Mais le désirer ne l’a pas fait exister.

« Je veux un partenaire », ai-je dit. « Pas un arbitre. »

Les épaules de Jessica s’affaissèrent.

« Je suis ta partenaire », murmura-t-elle.

« Non », ai-je répondu doucement. « Tu es ma colocataire quand la situation devient gênante. »

Jessica se leva brusquement.

« Ce n’est pas juste ! » s’exclama-t-elle.

Je n’ai pas bougé.

« C’est exact », ai-je dit.

Elle faisait les cent pas en passant ses doigts dans ses cheveux.

« Vous croyez que c’est facile pour moi ? » a-t-elle demandé. « Vous croyez que je ne suis pas déchirée ? »

« Je crois que tu aimes être apprécié », ai-je dit.

Les mots sont sortis avant que je puisse les adoucir.

Jessica s’est figée.

« Ce n’est pas… »

« C’est le cas », ai-je dit. « Tu préfères que je sois blessée plutôt que d’être détestée. »

Les yeux de Jessica s’écarquillèrent, et pendant une seconde, je crus qu’elle allait enfin m’entendre.

Puis son visage se durcit.

« Vous déformez la réalité », a-t-elle déclaré.

J’ai hoché la tête lentement.

« Et vous me donnez raison », ai-je dit.

Le lendemain matin, j’ai rencontré Andrea Chen et un médiateur avant même que Jessica ne se réveille.

Ce n’était pas dramatique.

Ce n’était pas impulsif.

C’était une décision que je prenais lentement depuis des années.

J’ai enfin arrêté de faire semblant du contraire.

Quand j’ai annoncé à Jessica que je voulais me séparer, elle m’a regardé comme si j’avais annoncé une catastrophe naturelle.

« Tu ne peux pas », dit-elle.

« Je peux », ai-je répondu.

Elle secoua la tête.

« On peut arranger ça », a-t-elle insisté. « On peut faire du soutien psychologique. »

« Je vous ai demandé une thérapie il y a deux ans », lui ai-je rappelé.

Elle cligna des yeux.

« Tu étais stressée », a-t-elle dit.

« Non », ai-je répondu. « Je me sentais seule. »

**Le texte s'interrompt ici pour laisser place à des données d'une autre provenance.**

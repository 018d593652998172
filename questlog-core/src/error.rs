//! Error types for questlog-core

use thiserror::Error;

use crate::storage;
use crate::types::UserId;

/// Result type for gamification operations.
pub type Result<T> = std::result::Result<T, GamificationError>;

/// Top-level error type for the gamification engine.
#[derive(Debug, Error)]
pub enum GamificationError {
    /// Malformed input to a calculator, such as an unknown priority.
    #[error("invalid argument: {0}")]
    InvalidArgument(String),

    /// The user has no provisioned gamification stats.
    #[error("gamification stats not found for user {0}")]
    NotFound(UserId),

    /// The persistence collaborator failed. Never retried here.
    #[error("storage error: {0}")]
    Storage(#[from] storage::Error),
}

/// Errors raised while loading configuration.
#[derive(Debug, Error)]
pub enum ConfigError {
    #[error("failed to read config file: {0}")]
    Io(#[from] std::io::Error),

    #[error("failed to parse config: {0}")]
    Parse(#[from] toml::de::Error),

    #[error("invalid config: {0}")]
    Invalid(String),
}
//! Inbound completion facts from the CRUD layer.
//!
//! These are processed by [`Gamification`](crate::Gamification), which
//! awards XP, updates the streak and appends to the activity log.

use serde::{Deserialize, Serialize};

use crate::types::{Priority, ProjectFacts, ProjectStatus};

/// A task was toggled to completed.
#[derive(Debug, Clone, PartialEq, Serialize, Deserialize)]
pub struct TaskCompletion {
    /// ID of the task in the CRUD layer.
    pub task_id: String,

    /// Task title, kept in the log for display.
    pub title: String,

    /// Priority of the task, which decides the XP.
    pub priority: Priority,
}

/// A project's status was updated.
#[derive(Debug, Clone, PartialEq, Serialize, Deserialize)]
pub struct ProjectTransition {
    /// ID of the project in the CRUD layer.
    pub project_id: String,

    /// Project title, kept in the log for display.
    pub title: String,

    /// Status before the update.
    pub previous_status: ProjectStatus,

    /// Project facts after the update.
    pub project: ProjectFacts,
}

impl ProjectTransition {
    /// Whether this update moves the project into `completed`.
    #[must_use]
    pub fn completes_project(&self) -> bool {
        self.previous_status != ProjectStatus::Completed
            && self.project.status == ProjectStatus::Completed
    }
}

/// A research idea was created.
#[derive(Debug, Clone, PartialEq, Serialize, Deserialize)]
pub struct ResearchCreated {
    /// ID of the idea in the CRUD layer.
    pub research_id: String,

    /// Idea title, kept in the log for display.
    pub title: String,
}

#[cfg(test)]
mod tests {
    use super::*;

    fn transition(previous: ProjectStatus, next: ProjectStatus) -> ProjectTransition {
        ProjectTransition {
            project_id: "proj-1".to_string(),
            title: "Ship it".to_string(),
            previous_status: previous,
            project: ProjectFacts {
                status: next,
                xp_reward: None,
            },
        }
    }

    #[test]
    fn only_transition_into_completed_completes() {
        assert!(transition(ProjectStatus::Ongoing, ProjectStatus::Completed).completes_project());
        assert!(transition(ProjectStatus::Planned, ProjectStatus::Completed).completes_project());
    }

    #[test]
    fn already_completed_or_reopened_does_not_complete() {
        assert!(!transition(ProjectStatus::Completed, ProjectStatus::Completed).completes_project());
        assert!(!transition(ProjectStatus::Completed, ProjectStatus::Ongoing).completes_project());
        assert!(!transition(ProjectStatus::Planned, ProjectStatus::Ongoing).completes_project());
    }

    #[test]
    fn task_completion_deserializes_priority() {
        let json = r#"{"task_id":"t1","title":"Write tests","priority":"high"}"#;
        let completion: TaskCompletion = serde_json::from_str(json).unwrap();
        assert_eq!(completion.priority, Priority::High);
    }

    #[test]
    fn task_completion_rejects_unknown_priority() {
        let json = r#"{"task_id":"t1","title":"Write tests","priority":"urgent"}"#;
        assert!(serde_json::from_str::<TaskCompletion>(json).is_err());
    }
}
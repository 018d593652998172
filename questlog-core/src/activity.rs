//! The append-only activity log.
//!
//! Every XP-earning or streak-relevant action appends one entry. The log
//! is the system of record for weekly scoring and streak history.

use chrono::{DateTime, Utc};
use serde::{Deserialize, Serialize};
use serde_json::{Map, Value};

use crate::types::{ActivityId, UserId};

/// Free-form context attached to a log entry.
pub type Metadata = Map<String, Value>;

/// Kind of logged activity.
#[derive(Debug, Clone, Copy, PartialEq, Eq, Hash, Serialize, Deserialize)]
#[serde(rename_all = "snake_case")]
pub enum ActivityType {
    TaskCompleted,
    ProjectCompleted,
    ResearchCreated,
    StreakUpdated,
}

impl ActivityType {
    /// Convert to database string.
    #[must_use]
    pub fn as_str(&self) -> &'static str {
        match self {
            Self::TaskCompleted => "task_completed",
            Self::ProjectCompleted => "project_completed",
            Self::ResearchCreated => "research_created",
            Self::StreakUpdated => "streak_updated",
        }
    }

    /// Parse from database string.
    #[must_use]
    pub fn parse(s: &str) -> Option<Self> {
        match s {
            "task_completed" => Some(Self::TaskCompleted),
            "project_completed" => Some(Self::ProjectCompleted),
            "research_created" => Some(Self::ResearchCreated),
            "streak_updated" => Some(Self::StreakUpdated),
            _ => None,
        }
    }
}

/// A single immutable log record.
#[derive(Debug, Clone, PartialEq, Serialize, Deserialize)]
pub struct ActivityLogEntry {
    pub id: ActivityId,
    pub user_id: UserId,
    pub activity_type: ActivityType,
    pub xp_earned: u32,
    pub created_at: DateTime<Utc>,
    #[serde(default)]
    pub metadata: Metadata,
}

impl ActivityLogEntry {
    /// Create an entry stamped at `created_at`.
    #[must_use]
    pub fn new(
        user_id: UserId,
        activity_type: ActivityType,
        xp_earned: u32,
        created_at: DateTime<Utc>,
    ) -> Self {
        Self {
            id: ActivityId::new(),
            user_id,
            activity_type,
            xp_earned,
            created_at,
            metadata: Metadata::new(),
        }
    }

    /// Attach a metadata field.
    #[must_use]
    pub fn with_meta(mut self, key: &str, value: impl Into<Value>) -> Self {
        self.metadata.insert(key.to_string(), value.into());
        self
    }
}
//! Per-user serialization of stats read-modify-write.
//!
//! Operations on different users proceed in parallel; operations on the
//! same user queue behind one async mutex. A user's entry is dropped from
//! the table once the last holder or waiter releases it.

use std::collections::HashMap;
use std::sync::{Arc, Mutex as StdMutex, PoisonError};

use tokio::sync::{Mutex, OwnedMutexGuard};

use crate::types::UserId;

type LockTable = HashMap<UserId, Arc<Mutex<()>>>;

/// Shared table of per-user locks. Cloning shares the table.
#[derive(Clone, Default)]
pub struct UserLocks {
    // Only held for map lookups, never across an await.
    locks: Arc<StdMutex<LockTable>>,
}

impl UserLocks {
    pub fn new() -> Self {
        Self::default()
    }

    /// Wait for exclusive access to `user_id`'s stats.
    pub async fn acquire(&self, user_id: UserId) -> UserLockGuard {
        let lock = {
            let mut locks = self.locks.lock().unwrap_or_else(PoisonError::into_inner);
            locks.entry(user_id).or_default().clone()
        };
        let guard = lock.clone().lock_owned().await;

        UserLockGuard {
            user_id,
            table: self.locks.clone(),
            lock,
            guard: Some(guard),
        }
    }

    /// Number of users currently held or waited on.
    pub fn len(&self) -> usize {
        self.locks
            .lock()
            .unwrap_or_else(PoisonError::into_inner)
            .len()
    }

    pub fn is_empty(&self) -> bool {
        self.len() == 0
    }
}

/// Exclusive access to one user's stats, released on drop.
pub struct UserLockGuard {
    user_id: UserId,
    table: Arc<StdMutex<LockTable>>,
    lock: Arc<Mutex<()>>,
    guard: Option<OwnedMutexGuard<()>>,
}

impl Drop for UserLockGuard {
    fn drop(&mut self) {
        drop(self.guard.take());

        // Waiters clone the lock under the table mutex, so a count of two
        // (table + this guard) means nobody else wants it.
        let mut locks = self.table.lock().unwrap_or_else(PoisonError::into_inner);
        if Arc::strong_count(&self.lock) == 2 {
            locks.remove(&self.user_id);
        }
    }
}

Elle s’est assise brutalement sur le bord du canapé.

« Est-ce à cause de Sarah ? » demanda-t-elle.

J’ai failli sourire.

« Non », ai-je répondu. « Sarah était simplement la première personne à ne pas se donner la peine de le cacher. »

Jessica pressa ses mains contre son visage.

« Ma mère va te détester », murmura-t-elle.